Islam and Human Rights

Posted by Keith Pavlischek on October 27, 2008, 5:07 PM

A few excerpts from the UN’s Report of the Secretary-General on the situation of human rights in the Islamic Republic of Iran:

Amputation and corporal punishment, although justified by the authorities as Islamic punishments, remain a serious cause for concern.

The death penalty is imposed for certain hudud crimes, including adultery, incest, rape, fornication for the fourth time by an unmarried person, drinking alcohol for the third time, sodomy, sexual conduct between men without penetration for the fourth time, lesbianism for the fourth time, fornication by a non-Muslim man with a Muslim woman, and false accusation of adultery or sodomy for a fourth time.
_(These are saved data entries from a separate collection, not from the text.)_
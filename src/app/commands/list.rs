use crate::core::index::ResourceIndex;
use crate::core::storage::{resolve_kind, translate_storage, Storage};
use crate::domain::model::{EntryOutput, ResourceId, SortOrder};
use crate::utils::error::{ArkError, Result};
use chrono::{DateTime, Utc};
use std::fs;
use std::path::Path;

const NO_TAGS: &str = "NO_TAGS";
const NO_SCORE: &str = "NO_SCORE";
const DATETIME_FORMAT: &str = "%b %e %H:%M %Y";

pub struct ListOptions {
    pub entry: EntryOutput,
    pub modified: bool,
    pub tags: bool,
    pub scores: bool,
    pub sort: Option<SortOrder>,
    pub filter: Option<String>,
}

/// `--entry` 與舊式 `--entry-id`/`--entry-path` 旗標只能擇一
pub fn resolve_entry_output(
    entry: Option<EntryOutput>,
    entry_id: bool,
    entry_path: bool,
) -> Result<EntryOutput> {
    match (entry, entry_id, entry_path) {
        (Some(e), false, false) => Ok(e),
        (None, true, false) => Ok(EntryOutput::Id),
        (None, false, true) => Ok(EntryOutput::Path),
        (None, true, true) => Ok(EntryOutput::Both),
        (None, false, false) => Ok(EntryOutput::Link),
        _ => Err(ArkError::ConflictingEntryFlags),
    }
}

struct EntryRow {
    path: Option<String>,
    id: Option<ResourceId>,
    content: Option<String>,
    tags: Option<Vec<String>>,
    score: Option<u32>,
    datetime: Option<String>,
}

/// Render the root's resources as aligned columns. Which columns show up
/// depends on the requested entry output and the tag/score/modified flags.
pub fn run_list(root: &Path, options: &ListOptions) -> Result<String> {
    let index = ResourceIndex::provide(root)?;
    let tag_storage = open_optional_storage(root, "tags", options.tags)?;
    let score_storage = open_optional_storage(root, "scores", options.scores)?;

    let mut rows: Vec<EntryRow> = Vec::new();
    for (path, entry) in index.entries() {
        let tags = tag_storage.as_ref().map(|storage| {
            storage.read(entry.id).map_or(vec![], |value| {
                value.split(',').map(|t| t.trim().to_string()).collect()
            })
        });
        let score = score_storage.as_ref().map(|storage| {
            storage
                .read(entry.id)
                .map_or(0, |value| value.parse::<u32>().unwrap_or(0))
        });
        let datetime = options.modified.then(|| {
            DateTime::<Utc>::from(entry.modified).format(DATETIME_FORMAT).to_string()
        });

        let (path_out, id_out, content) = match options.entry {
            EntryOutput::Both => (Some(path.display().to_string()), Some(entry.id), None),
            EntryOutput::Path => (Some(path.display().to_string()), None, None),
            EntryOutput::Id => (None, Some(entry.id), None),
            EntryOutput::Link => match fs::read_to_string(root.join(path)) {
                Ok(contents) => (None, None, Some(contents)),
                // 讀不到的項目直接略過
                Err(_) => continue,
            },
        };

        rows.push(EntryRow {
            path: path_out,
            id: id_out,
            content,
            tags,
            score,
            datetime,
        });
    }

    match options.sort {
        Some(SortOrder::Asc) => rows.sort_by(|a, b| a.datetime.cmp(&b.datetime)),
        Some(SortOrder::Desc) => rows.sort_by(|a, b| b.datetime.cmp(&a.datetime)),
        None => {}
    }

    if let Some(filter) = &options.filter {
        rows.retain(|row| {
            row.tags
                .as_ref()
                .map(|tags| tags.contains(filter))
                .unwrap_or(false)
        });
    }

    Ok(format_rows(&rows))
}

fn open_optional_storage(root: &Path, name: &str, wanted: bool) -> Result<Option<Storage>> {
    if !wanted {
        return Ok(None);
    }
    let (path, known) = translate_storage(Some(root), name)?;
    let kind = resolve_kind(&path, None, known);
    Ok(Some(Storage::open(path, kind)?))
}

fn format_rows(rows: &[EntryRow]) -> String {
    let longest_content = rows
        .iter()
        .map(|row| row.content.as_deref().map_or(0, str::len))
        .max()
        .unwrap_or(0);
    let longest_path = rows
        .iter()
        .map(|row| row.path.as_deref().map_or(0, str::len))
        .max()
        .unwrap_or(0);
    let longest_id = rows
        .iter()
        .map(|row| row.id.map_or(0, |id| id.to_string().len()))
        .max()
        .unwrap_or(0);
    let longest_tags = rows
        .iter()
        .map(|row| row.tags.as_ref().map_or(0, |tags| tags_text(tags).len()))
        .max()
        .unwrap_or(0);
    let longest_score = rows
        .iter()
        .map(|row| row.score.map_or(0, |score| score_text(score).len()))
        .max()
        .unwrap_or(0);
    let longest_datetime = rows
        .iter()
        .map(|row| row.datetime.as_deref().map_or(0, str::len))
        .max()
        .unwrap_or(0);

    let mut out = String::new();
    for row in rows {
        if let Some(content) = &row.content {
            out.push_str(&format!("{:width$} ", content, width = longest_content));
        }
        if let Some(path) = &row.path {
            out.push_str(&format!("{:width$} ", path, width = longest_path));
        }
        if let Some(id) = row.id {
            out.push_str(&format!("{:width$} ", id.to_string(), width = longest_id));
        }
        if let Some(tags) = &row.tags {
            out.push_str(&format!("{:width$} ", tags_text(tags), width = longest_tags));
        }
        if let Some(score) = row.score {
            out.push_str(&format!("{:width$} ", score_text(score), width = longest_score));
        }
        if let Some(datetime) = &row.datetime {
            out.push_str(&format!("{:width$} ", datetime, width = longest_datetime));
        }
        out.push('\n');
    }
    out
}

fn tags_text(tags: &[String]) -> String {
    if tags.is_empty() {
        NO_TAGS.to_string()
    } else {
        tags.join(", ")
    }
}

fn score_text(score: u32) -> String {
    if score == 0 {
        NO_SCORE.to_string()
    } else {
        score.to_string()
    }
}

#[cfg(test)]
mod tests {
    use super::*;

    #[test]
    fn test_resolve_entry_output_flag_combinations() {
        assert_eq!(
            resolve_entry_output(Some(EntryOutput::Path), false, false).unwrap(),
            EntryOutput::Path
        );
        assert_eq!(
            resolve_entry_output(None, true, false).unwrap(),
            EntryOutput::Id
        );
        assert_eq!(
            resolve_entry_output(None, false, true).unwrap(),
            EntryOutput::Path
        );
        assert_eq!(
            resolve_entry_output(None, true, true).unwrap(),
            EntryOutput::Both
        );
        assert_eq!(
            resolve_entry_output(None, false, false).unwrap(),
            EntryOutput::Link
        );
    }

    #[test]
    fn test_resolve_entry_output_rejects_mixed_flags() {
        let result = resolve_entry_output(Some(EntryOutput::Id), true, false);
        assert!(matches!(result, Err(ArkError::ConflictingEntryFlags)));

        let result = resolve_entry_output(Some(EntryOutput::Id), false, true);
        assert!(matches!(result, Err(ArkError::ConflictingEntryFlags)));
    }

    #[test]
    fn test_placeholders() {
        assert_eq!(tags_text(&[]), "NO_TAGS");
        assert_eq!(
            tags_text(&["red".to_string(), "blue".to_string()]),
            "red, blue"
        );
        assert_eq!(score_text(0), "NO_SCORE");
        assert_eq!(score_text(7), "7");
    }

    #[test]
    fn test_format_rows_aligns_columns() {
        let id = ResourceId {
            data_size: 10,
            hash: 42,
        };
        let rows = vec![
            EntryRow {
                path: Some("a.txt".to_string()),
                id: Some(id),
                content: None,
                tags: Some(vec!["red".to_string()]),
                score: None,
                datetime: None,
            },
            EntryRow {
                path: Some("much/longer/path.txt".to_string()),
                id: Some(id),
                content: None,
                tags: Some(vec![]),
                score: None,
                datetime: None,
            },
        ];

        let out = format_rows(&rows);
        let lines: Vec<&str> = out.lines().collect();
        assert_eq!(lines.len(), 2);
        // both paths padded to the longest one
        assert!(lines[0].starts_with("a.txt                "));
        assert!(lines[0].contains("10-42"));
        assert!(lines[0].contains("red"));
        assert!(lines[1].contains("NO_TAGS"));
    }
}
Furthermore, the death penalty can be applied for the crimes of enmity with God (mohareb) and corruption on earth (mofsed fil arz) as one of four possible punishments. Under the category of ta’zir crimes, the death penalty can be imposed for “cursing the Prophet” (art. 513 of the Penal Code). The death penalty may also be applied to such crimes as drug smuggling or trafficking, murder, espionage, and crimes against national security.

Concerns have been expressed over an increasing crackdown in the past year on the women’s rights movement in the Islamic Republic of Iran. Women’s rights activism is sometimes presented by the Iranian Government as being connected to external security threats to the country.

Reports continue to be received about members of the Baha’i community being subjected to arbitrary detention, false imprisonment, confiscation and destruction of property, denial of employment and Government benefits, and denial of access to higher education. A significant increase has been reported in violence targeting Baha’is and their homes, shops, farms, and cemeteries throughout the country. There have also been several cases involving torture or ill-treatment in custody.

The Human Rights Committee expressed its concern at the extent of the limitations and restrictions on the freedom of religion and belief, noting that conversion from Islam is punishable and that even followers of the three recognized religions are facing serious difficulties in the enjoyment of their rights.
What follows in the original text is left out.